Mar 19

Most markets are mostly efficient most of the time … maybe not so much now

Its clearly been a long time since I updated this blog and perhaps this current crisis makes most sense to make a comeback; particularly given I started this blog not long after the worst of the GFC (Jan 2009 to be precise).

Anyway, the current crisis has clearly required a global response to slow down the spread of COVID-19 because rapid global spread means the global health system collapses and many more people die, whether COVID-19 or anything else, than necessary. If the spread of COVID-19 continues to spread exponentially its only a matter of weeks before Australian hospitals will be unable to cope so here’s hoping we all take notice of our medical leaders and the spread slows sufficiently.

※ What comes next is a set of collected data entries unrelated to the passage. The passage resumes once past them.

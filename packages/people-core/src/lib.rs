//! Core types for the people directory.
//!
//! Provides the person record, its validation rules, the storage trait the
//! controller depends on, and an in-memory implementation of that trait.

pub mod config;
pub mod error;
pub mod person;
pub mod store;
pub mod validation;

pub use error::StoreError;
pub use person::PersonModel;
pub use store::{InMemoryPersonStore, PersonStore};
pub use validation::ModelState;

#[cfg(feature = "mock")]
pub use store::MockPersonStore;
//! Store error types.

use thiserror::Error;

/// Person store operation errors.
#[derive(Error, Debug, Clone, PartialEq, Eq)]
pub enum StoreError {
    /// No person with the given ID
    #[error("Person {id} not found")]
    NotFound { id: u64 },

    /// A person with the given ID already exists
    #[error("Person {id} already exists")]
    DuplicateId { id: u64 },

    /// The highest possible ID is taken, so no new one can be assigned
    #[error("No person ID left to assign")]
    IdSpaceExhausted,

    /// Seed data could not be read or parsed
    #[error("Failed to load seed data: {0}")]
    Seed(String),
}
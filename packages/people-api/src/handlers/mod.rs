//! HTTP endpoint implementations for the people directory.

mod people_handlers;
pub mod request_utils;
pub mod response;

pub use people_handlers::*;
pub use request_utils::map_store_error_to_router_error;
pub use response::{error_response, success_response, ApiError, ApiResponse, ErrorResponse};
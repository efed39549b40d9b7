//! Per-request validation state.

use std::collections::BTreeMap;

use serde::Serialize;

/// Validation errors collected while handling one request, keyed by field.
///
/// Errors may be recorded by the caller before an action runs or by the
/// model's own validation rules. An action that finds any error here must not
/// touch the store.
#[derive(Debug, Clone, Default, PartialEq, Eq, Serialize)]
#[serde(transparent)]
pub struct ModelState {
    errors: BTreeMap<String, Vec<String>>,
}

impl ModelState {
    /// Creates an empty, valid state.
    pub fn new() -> Self {
        Self::default()
    }

    /// Records an error message under `key`.
    pub fn add_model_error(&mut self, key: impl Into<String>, message: impl Into<String>) {
        self.errors
            .entry(key.into())
            .or_default()
            .push(message.into());
    }

    /// Returns true if no errors have been recorded.
    pub fn is_valid(&self) -> bool {
        self.errors.values().all(Vec::is_empty)
    }

    /// Total number of error messages across all keys.
    pub fn error_count(&self) -> usize {
        self.errors.values().map(Vec::len).sum()
    }

    /// Messages recorded under `key`, in insertion order.
    pub fn get(&self, key: &str) -> Option<&[String]> {
        self.errors.get(key).map(Vec::as_slice)
    }
}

In terms of financial markets, the volatility across all markets is incredible, its horrible and includes some unexpected outcomes of which I’ll outline a few here:

  1. Gold hasn’t been the hedge to risk everyone expected … its down more than 7% in US Dollars and has performed worst in the wort of the equity markets

Gold USD - 19 Mar 2020
Source: Bloomberg

2. The 10 year Australian government bond (& other longer term Aussie bonds), is often an indicator of economic strength or weakness and has risen strongly over the last week or so … so much for its expected hedge to equity risk. Given Australia is facing its first economic recession since 1991 and given interest rates may be heading to zero, this is unusual and can only be explained by lots of foreign selling as the Australian dollar moves well below $0.60US.

Aust 10yr Bond - 19 Mar 2020Source: Bloomberg

3. If there is one industry where you would expect an increase in price during this horrible virus it is Healthcare. The following chart shows the MSCI World Health Care Index and its decline over the last month, whilst not as big as the MSCI World index, is still big at over 21% … this is possible some supporting evidence that diversification during stressed times can mean little within the asset class.

MSCI World Healthcare - 19 Mar 2020Source: Bloomberg

So the lesson from this is that just when you think your portfolio is diversified or you think you have picked the right bets at the right time, they still may move against your logic (or perhaps mine!). Many of us, thought bond yields would decline as equities decline, and perhaps gold would go up, and that a bet in the most in demand sector would be a sure thing … well it maybe not. Diversification across securities, sectors, industries, sectors, asset classes, currencies will be very important in these times but be very careful when it comes to making specific bets and ensure you stay within your risk budget.